I am relatively new to Artix Linux; though I have a background in using other Linux distributions like Ubuntu and Arch. I am working on setting up a system dedicated to high-performance computing (HPC) for data analysis and machine learning tasks. Given Artix's unique features and its reputation for being a lightweight and flexible distribution; I believe it could be an excellent fit for my needs.

Are there particular kernel configurations or patches that you would recommend to optimize for HPC workloads? Any specific tweaks that have worked well in your experience?

Since Artix uses runit; s6; or OpenRC instead of systemd; are there any service management tips or scripts that can help improve performance or relibility for high-intensity tasks?

I am planning to use software like TensorFlow; PyTorch; and various scientific libraries. Are there any best practices for managing these packages on Artix to ensure compatibility and performance? Is there a preferred source for these kinds of software?

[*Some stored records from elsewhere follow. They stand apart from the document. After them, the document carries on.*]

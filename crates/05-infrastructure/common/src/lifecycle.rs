//! 组件生命周期管理

use serde::{Deserialize, Serialize};
use std::fmt;

/// 组件作用域
#[derive(Debug, Clone, Copy, PartialEq, Eq, Hash, Default, Serialize, Deserialize)]
#[serde(rename_all = "kebab-case")]
pub enum Scope {
    /// 单例模式 - 整个进程生命周期内只创建一个实例，创建后永不替换
    #[default]
    Singleton,
    /// 每次解析都创建新实例，从不缓存
    PerRequest,
}

impl fmt::Display for Scope {
    fn fmt(&self, f: &mut fmt::Formatter<'_>) -> fmt::Result {
        match self {
            Self::Singleton => f.write_str("singleton"),
            Self::PerRequest => f.write_str("per-request"),
        }
    }
}

/// 装配状态
///
/// 单例按类型跟踪，每次请求实例按实例跟踪。
#[derive(Debug, Clone, Copy, PartialEq, Eq, Default, Serialize)]
#[serde(rename_all = "kebab-case")]
pub enum WiringState {
    /// 尚未开始装配
    #[default]
    NotStarted,
    /// 装配中：已分配实例，依赖尚未全部注入
    InProgress,
    /// 装配完成：字段已注入且初始化钩子已执行
    Complete,
}

/// 执行上下文要求
#[derive(Debug, Clone, Copy, PartialEq, Eq, Default, Serialize)]
#[serde(rename_all = "kebab-case")]
pub enum ContextRequirement {
    /// 任意线程
    #[default]
    Any,
    /// 只能在指定的 UI 事件线程上构造或解析
    UiThread,
}
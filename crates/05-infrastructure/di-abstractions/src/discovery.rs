//! 组件发现抽象接口
//!
//! 发现协作者负责枚举候选组件类型；容器只消费查询结果。

use infrastructure_common::{ComponentType, DependencyResult, Marker};
use std::any::TypeId;
use std::sync::Arc;

/// 组件发现器 trait
///
/// 所有查询都可以用模块路径前缀限定范围，`None` 表示全部。
/// 首次查询某个范围时实现方应按需完成该范围的扫描并缓存结果。
pub trait ComponentDiscovery: Send + Sync {
    /// 获取发现器名称
    fn name(&self) -> &str;

    /// 查找带有指定标记的类型
    fn find_by_marker(&self, marker: Marker, scope: Option<&str>) -> DependencyResult<Vec<Arc<ComponentType>>>;

    /// 查找提供指定能力的类型
    fn find_by_capability(
        &self,
        capability: TypeId,
        scope: Option<&str>,
    ) -> DependencyResult<Vec<Arc<ComponentType>>>;

    /// 按组件名称或类型短名查找
    fn find_by_name(&self, name: &str) -> Option<Arc<ComponentType>>;
}
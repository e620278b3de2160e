//! 错误类型定义

use thiserror::Error;

/// 装箱的底层错误（构造函数、钩子、协作者返回的错误）
pub type BoxError = Box<dyn std::error::Error + Send + Sync>;

/// 配置错误类型
#[derive(Error, Debug)]
pub enum ConfigError {
    #[error("配置文件不存在: {path}")]
    FileNotFound { path: String },

    #[error("配置文件读取失败: {source}")]
    FileReadError {
        #[from]
        source: std::io::Error,
    },

    #[error("配置解析失败: {source}")]
    ParseError {
        source: Box<dyn std::error::Error + Send + Sync>,
    },

    #[error("配置验证失败: {message}")]
    ValidationError { message: String },
}

/// 依赖注入错误类型
///
/// 启动期间出现的任何一种都是致命错误，启动流程会立即中止。
#[derive(Error, Debug)]
pub enum DependencyError {
    #[error("未找到能力的实现: {capability}")]
    CapabilityNotFound { capability: String },

    #[error("能力存在多个实现且无法消歧: {capability}, 候选: {candidates:?}")]
    AmbiguousCapability {
        capability: String,
        candidates: Vec<String>,
    },

    #[error("无法选择构造函数: {type_name}, 原因: {message}")]
    ConstructorSelection { type_name: String, message: String },

    #[error("非法执行上下文: {type_name} 只能在 UI 线程上解析")]
    IllegalContext { type_name: String },

    #[error("配置错误: {message}")]
    Configuration { message: String },

    #[error("组件发现失败: {message}")]
    Discovery { message: String },

    #[error("循环依赖检测到: {dependency_chain}")]
    CircularDependency { dependency_chain: String },

    #[error("解析深度超过上限 {max_depth}: {type_name}")]
    ResolutionDepthExceeded { type_name: String, max_depth: usize },

    #[error("组件创建失败: {type_name}, 原因: {source}")]
    ComponentCreationFailed {
        type_name: String,
        source: BoxError,
    },

    #[error("字段注入失败: {type_name}.{field}, 原因: {message}")]
    InjectionFailed {
        type_name: String,
        field: String,
        message: String,
    },

    #[error("初始化钩子执行失败: {type_name}::{hook}, 原因: {source}")]
    HookFailed {
        type_name: String,
        hook: String,
        source: BoxError,
    },
}

impl DependencyError {
    /// 创建配置错误
    pub fn configuration(message: impl Into<String>) -> Self {
        Self::Configuration {
            message: message.into(),
        }
    }

    /// 创建构造函数选择错误
    pub fn constructor_selection(type_name: impl Into<String>, message: impl Into<String>) -> Self {
        Self::ConstructorSelection {
            type_name: type_name.into(),
            message: message.into(),
        }
    }

    /// 包装底层构造错误
    ///
    /// 如果底层错误本身就是 `DependencyError`，原样返回（只解包一层），
    /// 调用方看到的是真正的失败原因而不是通用包装。
    pub fn from_construction(type_name: impl Into<String>, source: BoxError) -> Self {
        match source.downcast::<Self>() {
            Ok(inner) => *inner,
            Err(source) => Self::ComponentCreationFailed {
                type_name: type_name.into(),
                source,
            },
        }
    }

    /// 包装钩子执行错误，规则同 [`DependencyError::from_construction`]
    pub fn from_hook(type_name: impl Into<String>, hook: impl Into<String>, source: BoxError) -> Self {
        match source.downcast::<Self>() {
            Ok(inner) => *inner,
            Err(source) => Self::HookFailed {
                type_name: type_name.into(),
                hook: hook.into(),
                source,
            },
        }
    }

    /// 稳定的错误类别名称，用于日志和退出报告
    pub fn kind(&self) -> &'static str {
        match self {
            Self::CapabilityNotFound { .. } => "CapabilityNotFound",
            Self::AmbiguousCapability { .. } => "AmbiguousCapability",
            Self::ConstructorSelection { .. } => "ConstructorSelectionError",
            Self::IllegalContext { .. } => "IllegalContext",
            Self::Configuration { .. } => "ConfigurationError",
            Self::Discovery { .. } => "DiscoveryError",
            Self::CircularDependency { .. } => "CircularDependency",
            Self::ResolutionDepthExceeded { .. } => "ResolutionDepthExceeded",
            Self::ComponentCreationFailed { .. } => "ConstructionFailed",
            Self::InjectionFailed { .. } => "InjectionFailed",
            Self::HookFailed { .. } => "HookFailed",
        }
    }
}

/// 基础设施错误类型
#[derive(Error, Debug)]
pub enum InfrastructureError {
    #[error("配置错误: {source}")]
    ConfigError {
        #[from]
        source: ConfigError,
    },

    #[error("依赖注入错误: {source}")]
    DependencyError {
        #[from]
        source: DependencyError,
    },

    #[error("基础设施启动失败: {message}")]
    BootstrapFailed { message: String },
}

impl InfrastructureError {
    /// 错误类别名称
    pub fn kind(&self) -> &'static str {
        match self {
            Self::ConfigError { .. } => "ConfigError",
            Self::DependencyError { source } => source.kind(),
            Self::BootstrapFailed { .. } => "BootstrapFailed",
        }
    }
}

/// 结果类型别名
pub type ConfigResult<T> = Result<T, ConfigError>;
pub type DependencyResult<T> = Result<T, DependencyError>;
pub type InfrastructureResult<T> = Result<T, InfrastructureError>;

#[cfg(test)]
mod tests {
    use super::*;

    #[test]
    fn test_construction_error_unwraps_dependency_error() {
        let inner: BoxError = Box::new(DependencyError::CapabilityNotFound {
            capability: "dyn Greeter".to_string(),
        });

        let err = DependencyError::from_construction("App", inner);
        assert!(matches!(err, DependencyError::CapabilityNotFound { .. }));
        assert_eq!(err.kind(), "CapabilityNotFound");
    }

    #[test]
    fn test_construction_error_wraps_foreign_error() {
        let inner: BoxError = Box::new(std::io::Error::new(std::io::ErrorKind::Other, "磁盘已满"));

        let err = DependencyError::from_construction("App", inner);
        match err {
            DependencyError::ComponentCreationFailed { type_name, source } => {
                assert_eq!(type_name, "App");
                assert_eq!(source.to_string(), "磁盘已满");
            }
            other => panic!("意外的错误类型: {other:?}"),
        }
    }
}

What are some effective strategies for resource allocation and monitoring on Artix? Tools or techniques that are particularly well-suited for tracking CPU; GPU; and memory usage during intensive computations?

Also, I have gone through this post: https://forum.artixlinux.org/index.php/ccsp,4201.0.html which definitely helped me out a lot.

Any other advice for someone aiming to use Artix Linux in a high-performance computing environment? Personal experiences, potential pitfalls; or success stories would be greatly appreciated.

Thank you in advance for your help and assistance.